Today happened to be the first anniversary of Exeter Riverside parkrun and they had, unknown to us, decided on a beach theme to go along with the cakes on offer to all and sundry. The British summer provided typical beach weather....overcast with with occasional spits of rain and a cool but gentle breeze......perfect for running, if not for beaches.

Madame Truffe et moi were both determined to get PBs on this pancake course and so we did not run together. I had hoped to keep the 24 minute pace setter in sight for as long as possible, but managed to lose sight of him before we crossed the start line. Out of sheer habit I set off knowingly too fast. At Killerton this is worthwhile as the numbers can reach 250 or more and there is a gateway to negotiate within 20 metres of the start, whereas at Exeter there were only 160 runners and no constrictions to deal with. I cannot read the current pace on my watch, so never bother looking at it, but I knew that I could not sustain the pace for long. At about halfway the 24 minute man came past me, and there was no way I could stay in his wake. Looking at my splits afterwards I saw that I did a stupidly fast 4:34 for my first kilometre and then it settled to a remarkably consistent 5:21 for three kilometres, although number four surprisingly came out at 5:15. The arithmetically adept amongst you, dear readers, will have already worked out that my 5k time was 25:32........at last.....a new PB!

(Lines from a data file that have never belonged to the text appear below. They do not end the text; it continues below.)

//! Host-level tests for the servo driver and the tx/ant pair.

mod common;

use common::MockPwm;
use embedded_hal::pwm::ErrorKind;
use impedance_matcher::{Error, Servo, ServoPair};

#[test]
fn new_servo_starts_centered() {
    let pwm = MockPwm::microseconds();
    let duty = pwm.duty.clone();

    let servo = Servo::new(pwm, 500, 2500).unwrap();

    assert_eq!(servo.degrees(), 90);
    assert_eq!(servo.pulse_us(), 1500);
    assert_eq!(duty.get(), 1500);
}

#[test]
fn degrees_clamp_to_servo_range() {
    let pwm = MockPwm::microseconds();
    let duty = pwm.duty.clone();
    let mut servo = Servo::new(pwm, 500, 2500).unwrap();

    servo.set_degrees(-10).unwrap();
    assert_eq!((servo.degrees(), duty.get()), (0, 500));

    servo.set_degrees(270).unwrap();
    assert_eq!((servo.degrees(), duty.get()), (180, 2500));

    servo.set_degrees(45).unwrap();
    assert_eq!((servo.degrees(), duty.get()), (45, 1000));
}

#[test]
fn duty_scales_to_channel_resolution() {
    // 14-bit LEDC channel: 1500 µs of 20 000 µs.
    let pwm = MockPwm::new((1 << 14) - 1);
    let duty = pwm.duty.clone();

    let _servo = Servo::new(pwm, 500, 2500).unwrap();

    assert_eq!(duty.get(), 1228);
}

#[test]
fn pulse_is_clamped_to_frame() {
    let pwm = MockPwm::microseconds();
    let duty = pwm.duty.clone();
    let mut servo = Servo::new(pwm, 500, 2500).unwrap();

    servo.set_pulse_us(u16::MAX).unwrap();

    assert_eq!(servo.pulse_us(), 19_999);
    assert_eq!(duty.get(), 19_999);
}

#[test]
fn disabled_servo_holds_commands_until_enabled() {
    let pwm = MockPwm::microseconds();
    let duty = pwm.duty.clone();
    let mut servo = Servo::new(pwm, 500, 2500).unwrap();

    servo.disable().unwrap();
    assert!(!servo.is_enabled());
    assert_eq!(duty.get(), 0);

    servo.set_degrees(180).unwrap();
    assert_eq!(duty.get(), 0);
    assert_eq!(servo.degrees(), 180);

    servo.enable().unwrap();
    assert_eq!(duty.get(), 2500);
}

#[test]
fn pwm_failure_is_reported() {
    let pwm = MockPwm::microseconds();
    let fail = pwm.fail.clone();
    let mut servo = Servo::new(pwm, 500, 2500).unwrap();

    fail.set(true);

    assert!(matches!(
        servo.set_degrees(10),
        Err(Error::Pwm(ErrorKind::Other))
    ));
}

#[test]
fn pair_addresses_servos_by_role() {
    let tx = MockPwm::microseconds();
    let ant = MockPwm::microseconds();
    let (tx_duty, ant_duty) = (tx.duty.clone(), ant.duty.clone());
    let mut servos = ServoPair::new(
        Servo::new(tx, 500, 2500).unwrap(),
        Servo::new(ant, 500, 2500).unwrap(),
    );

    servos.set_degrees_tx(180).unwrap();
    servos.set_degrees_ant(0).unwrap();
    assert_eq!(servos.degrees(), (180, 0));
    assert_eq!((tx_duty.get(), ant_duty.get()), (2500, 500));

    servos.center().unwrap();
    assert_eq!(servos.degrees(), (90, 90));

    servos.home().unwrap();
    assert_eq!(servos.degrees(), (0, 0));

    servos.disable().unwrap();
    assert!(!servos.tx().is_enabled() && !servos.ant().is_enabled());
    assert_eq!((tx_duty.get(), ant_duty.get()), (0, 0));

    servos.enable().unwrap();
    assert_eq!((tx_duty.get(), ant_duty.get()), (500, 500));
}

What I found hardest about this run was the lack of hills. Hills are bread and butter. Hills are grit and perspiration. Hills are en route challenges, where you have to knuckle down to get to the top and then have the joy and exhilaration of descending on the other side. Exeter Riverside gives non of this mid run variety and encourages a steady and sustained pace....hence the splits, I suppose.

So having conquered the foothills of C25k, I arrived in June last year, on a plateau bereft of PBs on which there rises the molehill of today's achievement, of which I am still proud, but somehow I expected the flat course to deliver something more than a nine second improvement over my Killerton best. Still, I now have two PBs to work on, after I have despatched my next target of a full HM distance.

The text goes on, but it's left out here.